Thursday, June 13, 2019

Birth of Haig Shekerjian (June 13, 1886)




Brigadier General Haig Shekerjian was the first cadet of Armenian descent to graduate from the United States Military Academy at West Point, N.Y., and one of the highest ranking Armenian Americans ever to serve in the U.S. military.


Shekerjian was born on June 13, 1886, in Adabazar, Izmit, Turkey. He moved to the U.S. at the age of five with his parents Hagop, a worker, and Esther (Alexanian), a homemaker. He entered the U.S. Military Academy in 1907 and graduated four years later with a Bachelor of Science degree.


He served in the U.S. army with a commission as second lieutenant of infantry, and from April 1916-February 1917, he participated in the campaign in Mexico against Pancho Villa under General John J. Pershing. During World War I, he served as assistant military attaché in Greece, and then with the Allied armies of the Orient in the Middle East. In 1919 he visited Western and Eastern Armenia with the American military mission, witnessing the desperate circumstances in which Armenians lived. In 1923 he was transferred to the Chemical Warfare Service and stayed with the branch until his retirement in 1946.

Shekerjian became the first Armenian American brigadier-general by order of President Franklin D. Roosevelt in 1942. He was appointed commanding general of the Chemical Warfare Replacement Training Center from 1942-43, commanding general of Camp Sibert, in Alabama, from 1943-45, and deputy head of the Army and Navy Liquidation Commission, U.S. Middle East Theater of Operations (1945-46).
During World War II, Shekerjian reached out many times to the Armenian American community to garner support for the war effort. He was awarded the Army Commendation Ribbon and the Legion of Merit for his services.

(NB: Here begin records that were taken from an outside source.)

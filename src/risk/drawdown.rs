// =============================================================================
// DrawdownState — persisted account health and trading pauses
// =============================================================================
//
// Created at session start, mutated only by the RiskManager after each closed
// trade, and persisted per mode (paper / live / backtest) in separate files —
// never cross-contaminated. Persistence uses the atomic tmp + rename pattern.
//
// Pause transitions:
//   - consecutive losses at the limit      → paused_consecutive_loss
//   - peak-to-current drawdown at the limit → paused_drawdown
//   - daily loss at the limit               → paused_drawdown
//
// A pause auto-expires once `pause_until` passes; the loss streak resets on
// resume.
// =============================================================================

use std::path::{Path, PathBuf};

use chrono::{DateTime, Duration, Utc};
use serde::{Deserialize, Serialize};
use tracing::{info, warn};

use crate::config::DrawdownConfig;
use crate::errors::ConfigError;
use crate::types::{TradeMode, TradingStatus};

#[derive(Debug, Clone, Serialize, Deserialize)]
pub struct DrawdownState {
    pub current_balance: f64,
    pub peak_balance: f64,
    #[serde(default)]
    pub consecutive_losses: u32,
    #[serde(default)]
    pub last_loss_time: Option<DateTime<Utc>>,
    #[serde(default)]
    pub trading_status: TradingStatus,
    #[serde(default)]
    pub pause_until: Option<DateTime<Utc>>,
    /// Session id, rolled at process start.
    pub current_session: String,
    pub session_start: DateTime<Utc>,
    /// UTC date the daily counters belong to.
    #[serde(default)]
    pub daily_date: String,
    #[serde(default)]
    pub daily_start_balance: f64,
    #[serde(default)]
    pub daily_pnl: f64,
    pub last_updated: DateTime<Utc>,
}

impl DrawdownState {
    pub fn new(initial_balance: f64, now: DateTime<Utc>) -> Self {
        Self {
            current_balance: initial_balance,
            peak_balance: initial_balance,
            consecutive_losses: 0,
            last_loss_time: None,
            trading_status: TradingStatus::Active,
            pause_until: None,
            current_session: uuid::Uuid::new_v4().to_string(),
            session_start: now,
            daily_date: now.format("%Y-%m-%d").to_string(),
            daily_start_balance: initial_balance,
            daily_pnl: 0.0,
            last_updated: now,
        }
    }

    /// Path of the per-mode state file. One file per mode, no sharing.
    pub fn state_path(dir: &Path, mode: TradeMode) -> PathBuf {
        dir.join(format!("drawdown_state_{}.json", mode.state_suffix()))
    }

    /// Load the persisted state for `mode`, or create a fresh one. A new
    /// session id is issued either way.
    pub fn load_or_create(
        dir: &Path,
        mode: TradeMode,
        initial_balance: f64,
        now: DateTime<Utc>,
    ) -> Result<Self, ConfigError> {
        let path = Self::state_path(dir, mode);
        if path.exists() {
            let content = std::fs::read_to_string(&path)?;
            let mut state: Self = serde_json::from_str(&content)?;
            state.current_session = uuid::Uuid::new_v4().to_string();
            state.session_start = now;
            info!(
                path = %path.display(),
                balance = state.current_balance,
                status = %state.trading_status,
                "drawdown state loaded"
            );
            Ok(state)
        } else {
            info!(path = %path.display(), initial_balance, "drawdown state created");
            Ok(Self::new(initial_balance, now))
        }
    }

    /// Persist atomically (tmp + rename).
    pub fn save(&self, dir: &Path, mode: TradeMode) -> Result<(), ConfigError> {
        std::fs::create_dir_all(dir)?;
        let path = Self::state_path(dir, mode);
        let content = serde_json::to_string_pretty(self)?;

        let tmp_path = path.with_extension("json.tmp");
        std::fs::write(&tmp_path, &content)?;
        std::fs::rename(&tmp_path, &path)?;
        Ok(())
    }

    /// Reset daily counters when the UTC date rolls over.
    pub fn roll_daily(&mut self, now: DateTime<Utc>) {
        let today = now.format("%Y-%m-%d").to_string();
        if self.daily_date != today {
            info!(
                old_date = %self.daily_date,
                new_date = %today,
                "date rolled — resetting daily counters"
            );
            self.daily_date = today;
            self.daily_start_balance = self.current_balance;
            self.daily_pnl = 0.0;
        }
    }

    /// Auto-resume when a pause has expired.
    pub fn refresh(&mut self, now: DateTime<Utc>) {
        self.roll_daily(now);
        if self.trading_status != TradingStatus::Active {
            if let Some(until) = self.pause_until {
                if now >= until {
                    info!(
                        resumed_from = %self.trading_status,
                        "trading pause expired — resuming"
                    );
                    self.trading_status = TradingStatus::Active;
                    self.pause_until = None;
                    self.consecutive_losses = 0;
                    self.last_updated = now;
                }
            }
        }
    }

    /// Record a closed trade's PnL and apply pause transitions. Returns the
    /// new status when a pause was entered by this trade.
    pub fn record_trade(
        &mut self,
        pnl: f64,
        config: &DrawdownConfig,
        now: DateTime<Utc>,
    ) -> Option<TradingStatus> {
        self.roll_daily(now);

        self.current_balance += pnl;
        self.daily_pnl += pnl;
        if self.current_balance > self.peak_balance {
            self.peak_balance = self.current_balance;
        }

        if pnl < 0.0 {
            self.consecutive_losses += 1;
            self.last_loss_time = Some(now);
        } else {
            self.consecutive_losses = 0;
        }
        self.last_updated = now;

        if self.trading_status != TradingStatus::Active {
            return None;
        }

        let pause_until = now + Duration::minutes(config.pause_duration_minutes);

        if self.consecutive_losses >= config.consecutive_loss_limit {
            self.trading_status = TradingStatus::PausedConsecutiveLoss;
            self.pause_until = Some(pause_until);
            warn!(
                consecutive_losses = self.consecutive_losses,
                limit = config.consecutive_loss_limit,
                pause_until = %pause_until,
                "consecutive-loss pause entered"
            );
            return Some(self.trading_status);
        }

        if self.drawdown_fraction() >= config.max_drawdown_threshold {
            self.trading_status = TradingStatus::PausedDrawdown;
            self.pause_until = Some(pause_until);
            warn!(
                drawdown = format!("{:.4}", self.drawdown_fraction()),
                limit = config.max_drawdown_threshold,
                "max-drawdown pause entered"
            );
            return Some(self.trading_status);
        }

        if self.daily_loss_fraction() >= config.daily_loss_limit {
            self.trading_status = TradingStatus::PausedDrawdown;
            self.pause_until = Some(pause_until);
            warn!(
                daily_loss = format!("{:.4}", self.daily_loss_fraction()),
                limit = config.daily_loss_limit,
                "daily-loss pause entered"
            );
            return Some(self.trading_status);
        }

        None
    }

    /// Peak-to-current equity decline as a fraction of the peak.
    pub fn drawdown_fraction(&self) -> f64 {
        if self.peak_balance > 0.0 {
            ((self.peak_balance - self.current_balance) / self.peak_balance).max(0.0)
        } else {
            0.0
        }
    }

    /// Today's loss as a fraction of the day's starting balance.
    pub fn daily_loss_fraction(&self) -> f64 {
        if self.daily_start_balance > 0.0 {
            (-self.daily_pnl / self.daily_start_balance).max(0.0)
        } else {
            0.0
        }
    }

    pub fn is_active(&self) -> bool {
        self.trading_status == TradingStatus::Active
    }
}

After retirement, Shekerjian was involved in the work of the American National Committee to Aid Homeless Armenians (ANCHA), headed by George Mardikian, the restaurateur and humanitarian based in San Francisco. The organization assisted thousands of Armenians, former German war prisoners taken from the Soviet army, who had been left stranded in Europe, especially in Germany. In 1948 Shekerjian left for Germany, where he became chief ANCHA resident representative near the Armenian Displaced Persons (DPs)’ Camp at Stuttgart. He was instrumental in the relocation of some 3,500 Armenians, mostly to the United States after a bill allowed an exception to the rigid quota of immigration and allowed the DPs to enter the country. Others went to South America and the Middle East.

Brigadier-general Haig Shekerjian passed away in San Francisco on January 22, 1966, at the age of seventy-nine. This distinguished member of the U.S. military is buried at the National Cemetery of San Francisco, along his wife, Helen Bain Shekerjian (1892-1982).